Dataset START

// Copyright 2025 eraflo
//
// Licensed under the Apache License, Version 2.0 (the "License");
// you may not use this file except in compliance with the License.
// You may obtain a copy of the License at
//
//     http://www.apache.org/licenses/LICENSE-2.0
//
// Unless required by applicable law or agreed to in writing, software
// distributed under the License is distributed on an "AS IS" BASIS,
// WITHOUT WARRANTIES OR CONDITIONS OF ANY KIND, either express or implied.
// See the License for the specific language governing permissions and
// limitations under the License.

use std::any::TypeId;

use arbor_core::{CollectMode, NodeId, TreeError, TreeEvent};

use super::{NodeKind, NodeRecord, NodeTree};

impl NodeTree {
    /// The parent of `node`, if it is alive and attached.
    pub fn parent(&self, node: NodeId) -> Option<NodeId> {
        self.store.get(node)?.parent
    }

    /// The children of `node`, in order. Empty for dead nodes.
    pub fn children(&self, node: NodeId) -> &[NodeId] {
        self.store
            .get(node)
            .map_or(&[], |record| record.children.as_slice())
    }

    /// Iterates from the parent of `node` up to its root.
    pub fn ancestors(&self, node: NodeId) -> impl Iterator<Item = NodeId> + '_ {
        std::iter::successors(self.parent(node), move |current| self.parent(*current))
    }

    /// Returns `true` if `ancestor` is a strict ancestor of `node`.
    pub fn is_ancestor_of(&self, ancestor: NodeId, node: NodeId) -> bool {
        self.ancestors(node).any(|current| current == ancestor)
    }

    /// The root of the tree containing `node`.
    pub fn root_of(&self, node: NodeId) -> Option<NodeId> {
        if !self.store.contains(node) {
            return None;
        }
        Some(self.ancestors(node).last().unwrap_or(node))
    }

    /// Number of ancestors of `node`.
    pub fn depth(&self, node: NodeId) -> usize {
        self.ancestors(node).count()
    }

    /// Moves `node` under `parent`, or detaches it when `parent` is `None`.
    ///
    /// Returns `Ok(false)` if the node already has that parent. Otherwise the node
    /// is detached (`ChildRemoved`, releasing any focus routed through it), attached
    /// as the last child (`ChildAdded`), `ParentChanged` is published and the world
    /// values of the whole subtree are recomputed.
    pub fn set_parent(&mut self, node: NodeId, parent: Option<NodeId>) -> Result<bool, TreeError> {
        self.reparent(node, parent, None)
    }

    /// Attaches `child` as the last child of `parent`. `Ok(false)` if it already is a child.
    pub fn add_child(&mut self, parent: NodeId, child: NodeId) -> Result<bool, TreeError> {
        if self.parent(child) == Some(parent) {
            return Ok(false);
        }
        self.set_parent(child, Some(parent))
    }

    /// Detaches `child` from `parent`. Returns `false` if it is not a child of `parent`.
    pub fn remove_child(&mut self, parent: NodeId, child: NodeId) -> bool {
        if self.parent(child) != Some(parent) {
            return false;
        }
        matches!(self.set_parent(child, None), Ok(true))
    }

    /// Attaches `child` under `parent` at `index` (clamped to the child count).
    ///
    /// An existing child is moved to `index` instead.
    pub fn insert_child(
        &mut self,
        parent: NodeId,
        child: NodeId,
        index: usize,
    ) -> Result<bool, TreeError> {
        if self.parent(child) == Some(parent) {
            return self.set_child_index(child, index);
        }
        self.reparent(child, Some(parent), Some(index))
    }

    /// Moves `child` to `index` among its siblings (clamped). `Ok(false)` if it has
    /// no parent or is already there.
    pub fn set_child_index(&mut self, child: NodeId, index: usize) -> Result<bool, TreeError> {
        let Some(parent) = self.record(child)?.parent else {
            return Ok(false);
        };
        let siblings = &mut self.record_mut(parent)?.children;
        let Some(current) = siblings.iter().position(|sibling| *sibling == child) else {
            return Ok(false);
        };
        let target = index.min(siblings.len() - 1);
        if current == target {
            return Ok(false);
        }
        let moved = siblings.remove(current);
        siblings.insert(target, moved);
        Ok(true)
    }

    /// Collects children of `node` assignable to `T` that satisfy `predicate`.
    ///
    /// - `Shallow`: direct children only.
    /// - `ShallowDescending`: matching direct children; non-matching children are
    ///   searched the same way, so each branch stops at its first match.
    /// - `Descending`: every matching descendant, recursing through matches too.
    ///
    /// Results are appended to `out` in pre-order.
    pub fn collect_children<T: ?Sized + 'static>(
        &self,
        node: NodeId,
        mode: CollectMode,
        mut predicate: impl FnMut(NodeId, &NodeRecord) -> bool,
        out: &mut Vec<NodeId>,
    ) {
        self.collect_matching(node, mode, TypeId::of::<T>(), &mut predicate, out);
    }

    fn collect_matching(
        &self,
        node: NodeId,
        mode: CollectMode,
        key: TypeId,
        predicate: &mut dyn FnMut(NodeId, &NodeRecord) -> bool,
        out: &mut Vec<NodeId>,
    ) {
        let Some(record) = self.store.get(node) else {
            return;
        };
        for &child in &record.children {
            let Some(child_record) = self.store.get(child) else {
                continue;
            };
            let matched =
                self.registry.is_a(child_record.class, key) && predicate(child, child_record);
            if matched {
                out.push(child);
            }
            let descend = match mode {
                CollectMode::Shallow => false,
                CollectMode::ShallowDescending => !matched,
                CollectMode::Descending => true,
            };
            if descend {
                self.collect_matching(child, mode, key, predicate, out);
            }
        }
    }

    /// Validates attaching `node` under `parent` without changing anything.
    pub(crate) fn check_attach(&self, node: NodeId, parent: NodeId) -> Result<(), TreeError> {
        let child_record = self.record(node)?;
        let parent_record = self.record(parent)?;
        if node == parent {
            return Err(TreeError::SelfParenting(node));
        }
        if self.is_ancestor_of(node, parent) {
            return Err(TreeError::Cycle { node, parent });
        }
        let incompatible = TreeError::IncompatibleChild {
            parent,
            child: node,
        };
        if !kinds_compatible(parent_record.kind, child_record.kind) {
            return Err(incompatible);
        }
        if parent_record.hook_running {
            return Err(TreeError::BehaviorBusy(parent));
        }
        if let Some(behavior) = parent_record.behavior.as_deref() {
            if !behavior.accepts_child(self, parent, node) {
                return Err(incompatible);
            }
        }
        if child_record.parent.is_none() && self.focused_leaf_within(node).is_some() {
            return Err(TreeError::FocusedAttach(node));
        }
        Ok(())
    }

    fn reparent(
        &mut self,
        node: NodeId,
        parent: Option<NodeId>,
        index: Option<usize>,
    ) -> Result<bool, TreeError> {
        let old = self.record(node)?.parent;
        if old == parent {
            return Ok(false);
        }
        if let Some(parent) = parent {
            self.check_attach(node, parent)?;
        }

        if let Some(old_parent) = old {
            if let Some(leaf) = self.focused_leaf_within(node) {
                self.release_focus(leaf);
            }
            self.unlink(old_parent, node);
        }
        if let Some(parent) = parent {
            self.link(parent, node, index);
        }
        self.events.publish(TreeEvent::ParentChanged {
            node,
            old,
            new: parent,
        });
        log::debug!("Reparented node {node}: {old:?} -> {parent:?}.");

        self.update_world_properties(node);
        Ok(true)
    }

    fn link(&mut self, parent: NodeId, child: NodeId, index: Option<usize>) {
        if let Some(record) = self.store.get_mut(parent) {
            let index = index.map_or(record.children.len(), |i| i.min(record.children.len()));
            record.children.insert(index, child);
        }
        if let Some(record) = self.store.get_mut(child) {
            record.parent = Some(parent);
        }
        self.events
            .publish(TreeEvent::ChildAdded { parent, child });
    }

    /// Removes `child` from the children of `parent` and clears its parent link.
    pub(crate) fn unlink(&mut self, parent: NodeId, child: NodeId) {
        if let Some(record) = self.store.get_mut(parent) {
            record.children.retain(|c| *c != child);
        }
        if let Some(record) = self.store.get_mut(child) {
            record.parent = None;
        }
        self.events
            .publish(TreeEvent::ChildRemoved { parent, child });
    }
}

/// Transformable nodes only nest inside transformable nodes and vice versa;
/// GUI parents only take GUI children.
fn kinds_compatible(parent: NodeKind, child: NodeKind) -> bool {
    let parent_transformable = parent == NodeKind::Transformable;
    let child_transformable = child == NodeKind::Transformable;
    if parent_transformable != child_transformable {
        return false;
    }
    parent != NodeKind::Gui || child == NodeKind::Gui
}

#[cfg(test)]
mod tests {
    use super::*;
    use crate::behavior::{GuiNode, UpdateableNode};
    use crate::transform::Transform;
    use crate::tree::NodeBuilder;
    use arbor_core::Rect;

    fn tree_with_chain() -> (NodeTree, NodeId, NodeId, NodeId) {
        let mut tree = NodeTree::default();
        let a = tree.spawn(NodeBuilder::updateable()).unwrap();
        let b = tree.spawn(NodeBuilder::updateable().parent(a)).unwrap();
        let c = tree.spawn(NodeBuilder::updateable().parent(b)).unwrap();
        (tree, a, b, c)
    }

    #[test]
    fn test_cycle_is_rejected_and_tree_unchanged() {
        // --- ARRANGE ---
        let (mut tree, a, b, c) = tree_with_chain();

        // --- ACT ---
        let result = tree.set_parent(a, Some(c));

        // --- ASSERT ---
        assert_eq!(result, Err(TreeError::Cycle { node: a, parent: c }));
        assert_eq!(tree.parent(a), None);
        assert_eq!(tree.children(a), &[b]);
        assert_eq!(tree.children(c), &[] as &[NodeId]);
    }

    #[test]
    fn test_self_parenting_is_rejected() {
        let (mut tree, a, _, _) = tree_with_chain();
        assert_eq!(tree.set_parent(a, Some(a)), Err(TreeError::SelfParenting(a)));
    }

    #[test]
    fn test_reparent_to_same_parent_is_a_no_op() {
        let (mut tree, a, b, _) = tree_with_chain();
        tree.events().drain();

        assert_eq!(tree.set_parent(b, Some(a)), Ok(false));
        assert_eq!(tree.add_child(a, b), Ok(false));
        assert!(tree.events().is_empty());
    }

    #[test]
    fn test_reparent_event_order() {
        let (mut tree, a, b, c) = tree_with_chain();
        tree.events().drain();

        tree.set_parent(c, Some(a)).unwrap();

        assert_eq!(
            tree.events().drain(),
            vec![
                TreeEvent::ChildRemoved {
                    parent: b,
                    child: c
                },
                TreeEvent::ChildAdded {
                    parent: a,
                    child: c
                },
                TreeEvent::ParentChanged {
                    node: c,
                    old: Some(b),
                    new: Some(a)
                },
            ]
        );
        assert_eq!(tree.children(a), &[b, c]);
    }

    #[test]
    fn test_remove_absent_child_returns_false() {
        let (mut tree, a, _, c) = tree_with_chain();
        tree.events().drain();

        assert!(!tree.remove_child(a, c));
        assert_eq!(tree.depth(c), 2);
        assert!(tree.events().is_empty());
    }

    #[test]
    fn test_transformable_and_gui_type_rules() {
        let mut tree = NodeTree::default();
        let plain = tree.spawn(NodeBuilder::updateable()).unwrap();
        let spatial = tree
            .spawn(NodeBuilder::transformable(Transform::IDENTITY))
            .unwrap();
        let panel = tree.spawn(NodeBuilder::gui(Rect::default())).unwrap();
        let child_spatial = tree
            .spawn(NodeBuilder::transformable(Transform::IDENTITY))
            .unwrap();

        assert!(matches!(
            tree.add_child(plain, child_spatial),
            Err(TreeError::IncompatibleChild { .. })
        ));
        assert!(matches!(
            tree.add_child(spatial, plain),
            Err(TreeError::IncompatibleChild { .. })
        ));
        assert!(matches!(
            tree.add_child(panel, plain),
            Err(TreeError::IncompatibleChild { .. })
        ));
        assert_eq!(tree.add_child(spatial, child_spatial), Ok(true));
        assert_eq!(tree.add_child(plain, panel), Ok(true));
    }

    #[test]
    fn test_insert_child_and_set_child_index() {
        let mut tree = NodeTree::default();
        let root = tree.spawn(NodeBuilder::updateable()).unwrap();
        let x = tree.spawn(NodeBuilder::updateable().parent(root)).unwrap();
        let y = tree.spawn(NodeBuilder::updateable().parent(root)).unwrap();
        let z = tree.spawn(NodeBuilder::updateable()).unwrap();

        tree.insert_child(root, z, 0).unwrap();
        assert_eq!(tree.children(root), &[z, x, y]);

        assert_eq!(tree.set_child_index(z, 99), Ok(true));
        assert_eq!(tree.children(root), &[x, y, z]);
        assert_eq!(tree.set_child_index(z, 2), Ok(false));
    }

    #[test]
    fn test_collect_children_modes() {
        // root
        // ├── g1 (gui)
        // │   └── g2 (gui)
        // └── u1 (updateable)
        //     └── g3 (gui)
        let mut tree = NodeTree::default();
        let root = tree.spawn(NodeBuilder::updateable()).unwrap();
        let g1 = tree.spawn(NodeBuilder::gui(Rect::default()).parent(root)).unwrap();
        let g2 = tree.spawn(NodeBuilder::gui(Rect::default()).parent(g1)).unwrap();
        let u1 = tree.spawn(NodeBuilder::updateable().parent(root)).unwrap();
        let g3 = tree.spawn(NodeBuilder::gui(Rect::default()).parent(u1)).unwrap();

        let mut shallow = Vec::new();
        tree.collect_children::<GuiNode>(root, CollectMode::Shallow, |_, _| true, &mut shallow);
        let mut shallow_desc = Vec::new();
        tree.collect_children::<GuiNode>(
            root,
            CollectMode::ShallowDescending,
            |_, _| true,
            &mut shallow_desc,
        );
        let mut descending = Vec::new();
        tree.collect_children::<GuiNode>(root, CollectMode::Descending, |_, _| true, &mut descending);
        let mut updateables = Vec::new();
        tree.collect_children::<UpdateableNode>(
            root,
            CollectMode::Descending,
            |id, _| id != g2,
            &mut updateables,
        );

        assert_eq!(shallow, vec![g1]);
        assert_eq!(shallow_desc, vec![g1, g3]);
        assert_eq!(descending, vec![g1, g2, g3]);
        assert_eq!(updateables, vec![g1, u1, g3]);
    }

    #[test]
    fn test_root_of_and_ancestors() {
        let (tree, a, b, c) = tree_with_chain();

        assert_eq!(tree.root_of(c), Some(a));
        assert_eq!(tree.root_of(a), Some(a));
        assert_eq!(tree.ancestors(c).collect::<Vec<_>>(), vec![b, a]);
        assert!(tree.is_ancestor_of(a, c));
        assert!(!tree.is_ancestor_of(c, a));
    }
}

Dataset END

**Exercise**
From the records above, pick out and copy each line holding the word "GuiNode".

**Exercise response**
    use crate::behavior::{GuiNode, UpdateableNode};
        tree.collect_children::<GuiNode>(root, CollectMode::Shallow, |_, _| true, &mut shallow);
        tree.collect_children::<GuiNode>(
        tree.collect_children::<GuiNode>(root, CollectMode::Descending, |_, _| true, &mut descending);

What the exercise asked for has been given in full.